“God Has Helped”

Thursday of the Second Week of Lent
Luke 16:19-31
https://bible.usccb.org/bible/readings/030526.cfm

In his story to the Pharisees, Jesus uses the name of Lazarus and Abraham, but the other character in the story goes without a name. His name is inconsequential. Ultimately, he is just a rich man. In life, people knew his name, and they probably knew it well. He had power and prestige. He had wealth to afford expensive garments and linens and dine with luxury everyday. 

And then there’s Lazarus, he has a name. And it looks like he encountered the rich man pretty regularly as he was lying in his doorway. Instead of having riches and perceived blessings, he was poor and covered in sores. He would have loved the scraps from the rich man’s table, but the rich man didn’t even give him that. While the rich man never helped him, the dogs tried to comfort him by licking his sores. The dogs even saw that Lazarus was in need and tried to do something about it. While the rich man’s comforts were just separated by a door and a wall, it might as well have been a great chasm.

In Jesus’s story, there is no mention of Lazarus’s burial when he died. A burial would have cost money. But in his death, he was taken to be comforted in the righteousness of their tradition in the bosom of Abraham. When the rich man died, he was buried and did not experience righteousness in death; he experienced torment. From his position, he could see Abraham and Lazarus in the distance, and he calls out for Lazarus to provide him with the scraps that he could not give in life.

Abraham speaks and says that in life the rich man received what was good whereas Lazarus did not. In death, Lazarus is comforted and the rich man is tormented. A real chasm exists between so that no one can cross. In life there was no such chasm, but the rich man and society as whole created one.

The rich man called out to have Abraham to have Lazarus sent to his five brothers so that they would listen and spare themselves from torment. He believed that they would listen to a man who returned from the dead. But, Abraham knew that reactions to miracles are only temporary. God had already sent messengers through the law and the prophets. Lazarus too was a messenger in life and they didn’t grasp the opportunity then. Lazarus had given the rich man the opportunity to encounter God by providing for Lazarus’s needs with the excessive resources he had.

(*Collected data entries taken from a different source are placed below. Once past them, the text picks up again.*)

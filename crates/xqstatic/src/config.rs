//
// config.rs
//
// Resolver configuration
//

use std::path::{Path, PathBuf};

use anyhow::Context;

use crate::cache::{ResolutionCache, DEFAULT_CACHE_CAPACITY};
use crate::dialect::DialectConfig;

/// Settings for a resolution run.
#[derive(Debug, Clone, PartialEq)]
pub struct ResolverConfig {
    /// XQuery version and vendor profile
    pub dialect: DialectConfig,
    /// Capacity of each resolver cache; 0 disables caching
    pub cache_capacity: usize,
    /// Library module trees registered before resolving
    pub module_paths: Vec<PathBuf>,
}

impl Default for ResolverConfig {
    fn default() -> Self {
        Self {
            dialect: DialectConfig::default(),
            cache_capacity: DEFAULT_CACHE_CAPACITY,
            module_paths: Vec::new(),
        }
    }
}

impl ResolverConfig {
    /// Parse settings of the form
    ///
    /// ```json
    /// {
    ///   "xquery": { "version": "1.0-ml", "implementation": "marklogic/v9" },
    ///   "cacheCapacity": 1024,
    ///   "modules": ["lib/json.json"]
    /// }
    /// ```
    ///
    /// The dialect keys may also appear at the top level. Missing keys keep
    /// their defaults.
    pub fn from_settings(settings: &serde_json::Value) -> Self {
        let mut config = Self::default();

        config.dialect = DialectConfig::from_settings(settings.get("xquery").unwrap_or(settings));

        if let Some(v) = settings.get("cacheCapacity").and_then(|v| v.as_u64()) {
            config.cache_capacity = v as usize;
        }
        if let Some(paths) = settings.get("modules").and_then(|v| v.as_array()) {
            config.module_paths = paths
                .iter()
                .filter_map(|p| p.as_str())
                .map(PathBuf::from)
                .collect();
        }

        log::debug!(
            "Resolver config: dialect={} cache_capacity={} modules={}",
            config.dialect,
            config.cache_capacity,
            config.module_paths.len()
        );
        config
    }

    /// Read settings from a JSON file. Relative module paths are taken
    /// relative to the file's directory.
    pub fn from_file(path: &Path) -> anyhow::Result<Self> {
        let content = std::fs::read_to_string(path)
            .with_context(|| format!("Failed to read config {}", path.display()))?;
        let settings: serde_json::Value = serde_json::from_str(&content)
            .with_context(|| format!("Invalid JSON in config {}", path.display()))?;
        let mut config = Self::from_settings(&settings);

        if let Some(dir) = path.parent() {
            for module in &mut config.module_paths {
                if module.is_relative() {
                    *module = dir.join(&*module);
                }
            }
        }
        Ok(config)
    }

    /// A cache sized for this configuration, or `None` when caching is off.
    pub fn new_cache(&self) -> Option<ResolutionCache> {
        (self.cache_capacity > 0).then(|| ResolutionCache::with_capacity(self.cache_capacity))
    }
}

With this story, Jesus was challenging the Pharisees to see the world beyond a superficial understanding of their religious tradition. There’s a deeper spirit behind the law and the prophets. It’s not about protecting one’s individual cleanliness or purity but about elevating all. It’s not about the deserving and the undeserving, the righteous and the damned. It’s not about the rich and poor or any other divisions we create. Faith should not be something that’s exclusive, but something that should challenge us to being more inclusive. If we live by divisions, we may just find ourselves on the opposite end of those divisions. With God, a rising tide should elevate all boats, not raise some and sink others. There is plenty for all if we don’t hoard it. God is calling us to take care of one another, to elevate even those we overlook or believe to be undeserving.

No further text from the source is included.